One of the first to challenge the idea of a Hebraic root to the languages of Europe was J. J. Scaliger (1540–1609). Scaliger was able to identify Greek, Germanic, Romance, and Slavic language groups by comparing the word for God between a number of European languages (Pedersen, 1931). He understood homologous characters as reflecting descent from parent to daughter languages and recognized their importance in reconstructing language relationships. Scaliger failed to find (or chose to ignore) any relationships between the main groups and so his explanations were still essentially ahistorical (Pederson, 1931). However, his work, combined with the existing knowledge of linguistic structure and processes of change, provided the raw ingredients for the comparative method in linguistics.
During this time, the biological comparative method also continued to build on the work of Aristotle. Leonardo da Vinci's (1452–1519) detailed anatomical studies compared humans to other species and recognized structural homologies (although most scholars maintained a purely anthropocentric interest in anatomy until the 18th century). Carolus Linnaeus (1707–1778), "the father of modern taxonomy," introduced a hierarchical classification system using precise species descriptions and Georges Cuvier (1769–1832) led the shift from anthropocentric anatomy to comparing anatomical structures between species (Mayr, 1982). Another significant milestone was the work of English naturalist John Ray (1628–1705). He was one of the first to suggest that "species" existed through time and were not simply the result of spontaneously generating organisms of various kinds. This discovery, which was initially rejected as heretical, made historical explanations of species diversity possible for the first time.

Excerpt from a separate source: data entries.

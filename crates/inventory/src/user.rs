use chrono::{DateTime, Utc};
use serde::{Deserialize, Serialize};

use larder_core::{Entity, LedgerError, LedgerResult, UserId};

/// A user account.
///
/// The core only needs identity and profile fields; authentication lives
/// outside. Users are never hard-deleted here — deletion cascades are an
/// external policy.
#[derive(Debug, Clone, PartialEq, Serialize, Deserialize)]
pub struct User {
    pub id: UserId,
    /// Number of people in the household, at least 1.
    pub household_size: u32,
    pub dietary_preferences: Vec<String>,
    pub location: Option<String>,
    pub created_at: DateTime<Utc>,
}

impl User {
    pub fn validate(&self) -> LedgerResult<()> {
        if self.household_size < 1 {
            return Err(LedgerError::invalid_argument(
                "household size must be at least 1",
            ));
        }
        Ok(())
    }
}

impl Entity for User {
    type Id = UserId;

    fn id(&self) -> &UserId {
        &self.id
    }
}

/// Registration input.
#[derive(Debug, Clone, PartialEq, Serialize, Deserialize)]
pub struct NewUser {
    pub household_size: u32,
    pub dietary_preferences: Vec<String>,
    pub location: Option<String>,
}

impl NewUser {
    pub fn into_user(self, now: DateTime<Utc>) -> LedgerResult<User> {
        let user = User {
            id: UserId::new(),
            household_size: self.household_size,
            dietary_preferences: self.dietary_preferences,
            location: self.location,
            created_at: now,
        };
        user.validate()?;
        Ok(user)
    }
}

/// Partial profile edit; `None` fields are left untouched.
#[derive(Debug, Clone, Default, PartialEq, Serialize, Deserialize)]
pub struct ProfileUpdate {
    pub household_size: Option<u32>,
    pub dietary_preferences: Option<Vec<String>>,
    pub location: Option<String>,
}

impl ProfileUpdate {
    pub fn apply(self, user: &mut User) -> LedgerResult<()> {
        if let Some(size) = self.household_size {
            user.household_size = size;
        }
        if let Some(prefs) = self.dietary_preferences {
            user.dietary_preferences = prefs;
        }
        if let Some(location) = self.location {
            user.location = Some(location);
        }
        user.validate()
    }
}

An important figure in the development of both linguistic and biological theory before the 19th century was the philosopher Gottfried W. von Leibniz (1646–1716). Leibniz was parodied as Dr. Pangloss in Voltaire's Candide for his belief that the world must be the best of all possible worlds because God had created it. More recently, the "Panglossian paradigm" was revisited in the famous Gould and Lewontin (1979) critique of adaptationism in biology. However, despite his theological idealism, Leibniz advocated a dynamic conceptualization of the natural world that was at odds with a theistic account of biological and linguistic diversity. In biology, the Greek conception of immutable archetypes, which fitted so nicely with scripture, was beginning to be challenged. Leibniz (1712) argued that nature is constantly changing, and what is more, this change occurs gradually:
"Everything goes by degrees in nature, and nothing leaps, and this rule controlling changes is part of my law of continuity." (p. 376)Leibniz was influential in shifting interest during this time towards processes of change, although it was not until Jean-Baptiste Lamarck (1744–1829) that ideas of change began to be debated seriously and even then creationist accounts were still favored (Mayr, 1982). Just as historical linguists had found it difficult to integrate their historical hypotheses with accounts offered by scripture, evolutionary accounts of species diversity were hampered by the biblical chronology, which was thought to imply an age for the earth of no more than 6,000 years.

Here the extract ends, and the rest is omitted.